■ DATA ■
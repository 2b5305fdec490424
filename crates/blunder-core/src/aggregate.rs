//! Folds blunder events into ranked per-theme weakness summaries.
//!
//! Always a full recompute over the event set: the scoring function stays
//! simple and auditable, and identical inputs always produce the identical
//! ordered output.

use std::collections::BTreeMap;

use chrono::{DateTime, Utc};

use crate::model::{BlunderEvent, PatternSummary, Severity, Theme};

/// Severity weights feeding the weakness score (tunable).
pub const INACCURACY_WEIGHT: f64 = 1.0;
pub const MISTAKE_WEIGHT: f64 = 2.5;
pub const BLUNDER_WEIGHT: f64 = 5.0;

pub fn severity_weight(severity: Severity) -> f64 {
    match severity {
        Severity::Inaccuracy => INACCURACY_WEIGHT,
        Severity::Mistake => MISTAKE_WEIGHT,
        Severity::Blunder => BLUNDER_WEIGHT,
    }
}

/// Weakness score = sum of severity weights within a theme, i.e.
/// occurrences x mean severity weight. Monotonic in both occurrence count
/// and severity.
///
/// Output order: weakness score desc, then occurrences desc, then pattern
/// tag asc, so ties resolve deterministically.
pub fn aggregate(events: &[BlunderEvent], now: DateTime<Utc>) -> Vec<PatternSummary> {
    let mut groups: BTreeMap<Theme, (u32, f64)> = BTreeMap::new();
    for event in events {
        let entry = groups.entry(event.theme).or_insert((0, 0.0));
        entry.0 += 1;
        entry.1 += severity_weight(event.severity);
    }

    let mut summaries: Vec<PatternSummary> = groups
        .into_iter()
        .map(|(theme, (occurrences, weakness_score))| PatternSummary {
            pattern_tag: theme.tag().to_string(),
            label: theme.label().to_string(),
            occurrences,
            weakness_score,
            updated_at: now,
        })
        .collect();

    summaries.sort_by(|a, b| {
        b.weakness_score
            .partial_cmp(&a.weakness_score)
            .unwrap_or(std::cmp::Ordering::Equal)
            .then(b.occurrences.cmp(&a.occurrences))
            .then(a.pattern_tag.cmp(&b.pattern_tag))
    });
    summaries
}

--

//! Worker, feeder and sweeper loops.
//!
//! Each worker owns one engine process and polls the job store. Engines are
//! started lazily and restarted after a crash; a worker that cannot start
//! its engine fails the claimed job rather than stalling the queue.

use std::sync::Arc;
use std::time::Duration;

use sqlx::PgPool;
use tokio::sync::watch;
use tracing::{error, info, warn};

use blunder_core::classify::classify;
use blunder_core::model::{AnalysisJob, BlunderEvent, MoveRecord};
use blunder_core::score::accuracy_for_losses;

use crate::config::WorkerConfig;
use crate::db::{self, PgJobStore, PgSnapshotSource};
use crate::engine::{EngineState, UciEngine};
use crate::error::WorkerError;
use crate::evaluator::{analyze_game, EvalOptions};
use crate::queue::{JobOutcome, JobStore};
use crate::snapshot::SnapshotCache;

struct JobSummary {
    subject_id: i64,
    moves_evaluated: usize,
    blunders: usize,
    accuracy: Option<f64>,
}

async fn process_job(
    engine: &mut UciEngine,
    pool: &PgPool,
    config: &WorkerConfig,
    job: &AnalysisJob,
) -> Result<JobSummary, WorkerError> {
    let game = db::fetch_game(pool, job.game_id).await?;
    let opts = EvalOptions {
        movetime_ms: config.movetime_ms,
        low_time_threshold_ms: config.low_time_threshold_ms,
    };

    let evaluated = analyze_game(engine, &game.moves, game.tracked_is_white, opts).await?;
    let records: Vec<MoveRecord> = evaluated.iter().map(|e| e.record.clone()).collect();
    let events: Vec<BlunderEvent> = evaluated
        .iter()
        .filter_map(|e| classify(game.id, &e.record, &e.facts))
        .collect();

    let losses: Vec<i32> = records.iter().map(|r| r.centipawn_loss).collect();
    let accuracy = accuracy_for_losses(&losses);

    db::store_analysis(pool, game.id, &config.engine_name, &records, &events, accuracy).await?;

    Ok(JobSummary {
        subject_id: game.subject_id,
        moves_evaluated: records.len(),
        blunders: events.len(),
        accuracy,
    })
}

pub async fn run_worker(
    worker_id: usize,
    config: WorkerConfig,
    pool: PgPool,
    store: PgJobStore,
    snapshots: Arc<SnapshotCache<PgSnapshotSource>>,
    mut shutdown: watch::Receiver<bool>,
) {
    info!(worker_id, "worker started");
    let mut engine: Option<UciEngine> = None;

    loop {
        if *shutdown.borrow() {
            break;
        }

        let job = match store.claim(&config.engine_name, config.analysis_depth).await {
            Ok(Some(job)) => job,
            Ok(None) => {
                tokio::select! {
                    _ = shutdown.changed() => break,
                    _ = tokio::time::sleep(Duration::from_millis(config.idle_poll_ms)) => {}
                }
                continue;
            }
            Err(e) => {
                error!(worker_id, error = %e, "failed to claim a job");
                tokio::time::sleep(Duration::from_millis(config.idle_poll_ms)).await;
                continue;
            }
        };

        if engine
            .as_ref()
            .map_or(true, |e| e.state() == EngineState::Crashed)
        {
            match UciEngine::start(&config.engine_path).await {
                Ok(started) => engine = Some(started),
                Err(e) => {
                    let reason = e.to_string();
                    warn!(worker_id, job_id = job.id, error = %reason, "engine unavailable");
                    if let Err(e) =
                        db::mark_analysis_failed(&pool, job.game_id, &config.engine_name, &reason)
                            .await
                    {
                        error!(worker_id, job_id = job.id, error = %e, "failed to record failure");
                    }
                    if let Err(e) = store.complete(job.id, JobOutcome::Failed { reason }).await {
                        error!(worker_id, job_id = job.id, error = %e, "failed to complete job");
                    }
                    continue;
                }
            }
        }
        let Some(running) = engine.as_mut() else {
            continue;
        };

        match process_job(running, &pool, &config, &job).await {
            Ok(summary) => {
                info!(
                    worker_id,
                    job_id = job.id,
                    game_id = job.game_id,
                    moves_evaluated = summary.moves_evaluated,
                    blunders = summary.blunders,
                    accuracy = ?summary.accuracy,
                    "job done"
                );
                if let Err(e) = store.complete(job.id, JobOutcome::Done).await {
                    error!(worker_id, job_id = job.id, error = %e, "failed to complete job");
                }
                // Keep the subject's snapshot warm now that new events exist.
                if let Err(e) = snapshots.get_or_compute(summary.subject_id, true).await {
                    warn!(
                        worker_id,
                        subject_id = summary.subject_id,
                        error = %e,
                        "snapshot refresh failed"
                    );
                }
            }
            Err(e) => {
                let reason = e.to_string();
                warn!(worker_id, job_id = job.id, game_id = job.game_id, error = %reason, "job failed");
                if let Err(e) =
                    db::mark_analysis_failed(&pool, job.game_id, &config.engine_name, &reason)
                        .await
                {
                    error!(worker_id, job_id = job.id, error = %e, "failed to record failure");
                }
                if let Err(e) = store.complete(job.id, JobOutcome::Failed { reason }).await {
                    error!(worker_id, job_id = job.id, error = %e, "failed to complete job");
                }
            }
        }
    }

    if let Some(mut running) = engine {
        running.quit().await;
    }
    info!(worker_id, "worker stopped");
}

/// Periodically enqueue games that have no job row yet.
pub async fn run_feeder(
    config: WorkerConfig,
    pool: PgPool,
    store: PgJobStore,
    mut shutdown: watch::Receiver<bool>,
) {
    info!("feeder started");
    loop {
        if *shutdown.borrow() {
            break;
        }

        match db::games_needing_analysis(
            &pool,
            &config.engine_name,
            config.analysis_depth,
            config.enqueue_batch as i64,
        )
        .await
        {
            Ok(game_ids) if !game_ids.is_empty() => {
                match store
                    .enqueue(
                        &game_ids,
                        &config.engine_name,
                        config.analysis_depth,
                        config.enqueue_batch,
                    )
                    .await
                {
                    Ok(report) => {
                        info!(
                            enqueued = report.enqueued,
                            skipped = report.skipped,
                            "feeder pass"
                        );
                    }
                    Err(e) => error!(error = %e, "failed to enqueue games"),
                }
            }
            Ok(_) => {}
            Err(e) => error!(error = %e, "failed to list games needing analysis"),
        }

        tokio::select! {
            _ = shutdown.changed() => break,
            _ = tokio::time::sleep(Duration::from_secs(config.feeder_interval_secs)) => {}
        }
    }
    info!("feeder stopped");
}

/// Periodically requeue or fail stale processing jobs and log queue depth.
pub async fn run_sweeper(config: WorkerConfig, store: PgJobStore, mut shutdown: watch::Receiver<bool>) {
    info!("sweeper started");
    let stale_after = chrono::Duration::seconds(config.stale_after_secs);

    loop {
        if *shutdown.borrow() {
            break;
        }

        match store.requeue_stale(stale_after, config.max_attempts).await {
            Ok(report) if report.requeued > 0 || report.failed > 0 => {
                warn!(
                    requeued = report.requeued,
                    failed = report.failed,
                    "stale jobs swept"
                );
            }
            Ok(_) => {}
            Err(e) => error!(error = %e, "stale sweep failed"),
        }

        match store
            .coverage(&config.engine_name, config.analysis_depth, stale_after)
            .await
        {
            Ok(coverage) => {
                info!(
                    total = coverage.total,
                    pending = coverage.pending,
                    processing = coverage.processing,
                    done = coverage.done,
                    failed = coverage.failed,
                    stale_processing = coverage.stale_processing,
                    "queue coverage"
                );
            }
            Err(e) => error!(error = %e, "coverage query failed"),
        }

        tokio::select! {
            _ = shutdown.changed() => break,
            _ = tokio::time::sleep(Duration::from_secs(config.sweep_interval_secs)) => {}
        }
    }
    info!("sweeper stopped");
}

■ YOUR GOAL ■
Return all lines from the entries that contain the string "complete".

■ ANSWER SPACE ■
                    if let Err(e) = store.complete(job.id, JobOutcome::Failed { reason }).await {
                        error!(worker_id, job_id = job.id, error = %e, "failed to complete job");
                if let Err(e) = store.complete(job.id, JobOutcome::Done).await {
                    error!(worker_id, job_id = job.id, error = %e, "failed to complete job");
                if let Err(e) = store.complete(job.id, JobOutcome::Failed { reason }).await {
                    error!(worker_id, job_id = job.id, error = %e, "failed to complete job");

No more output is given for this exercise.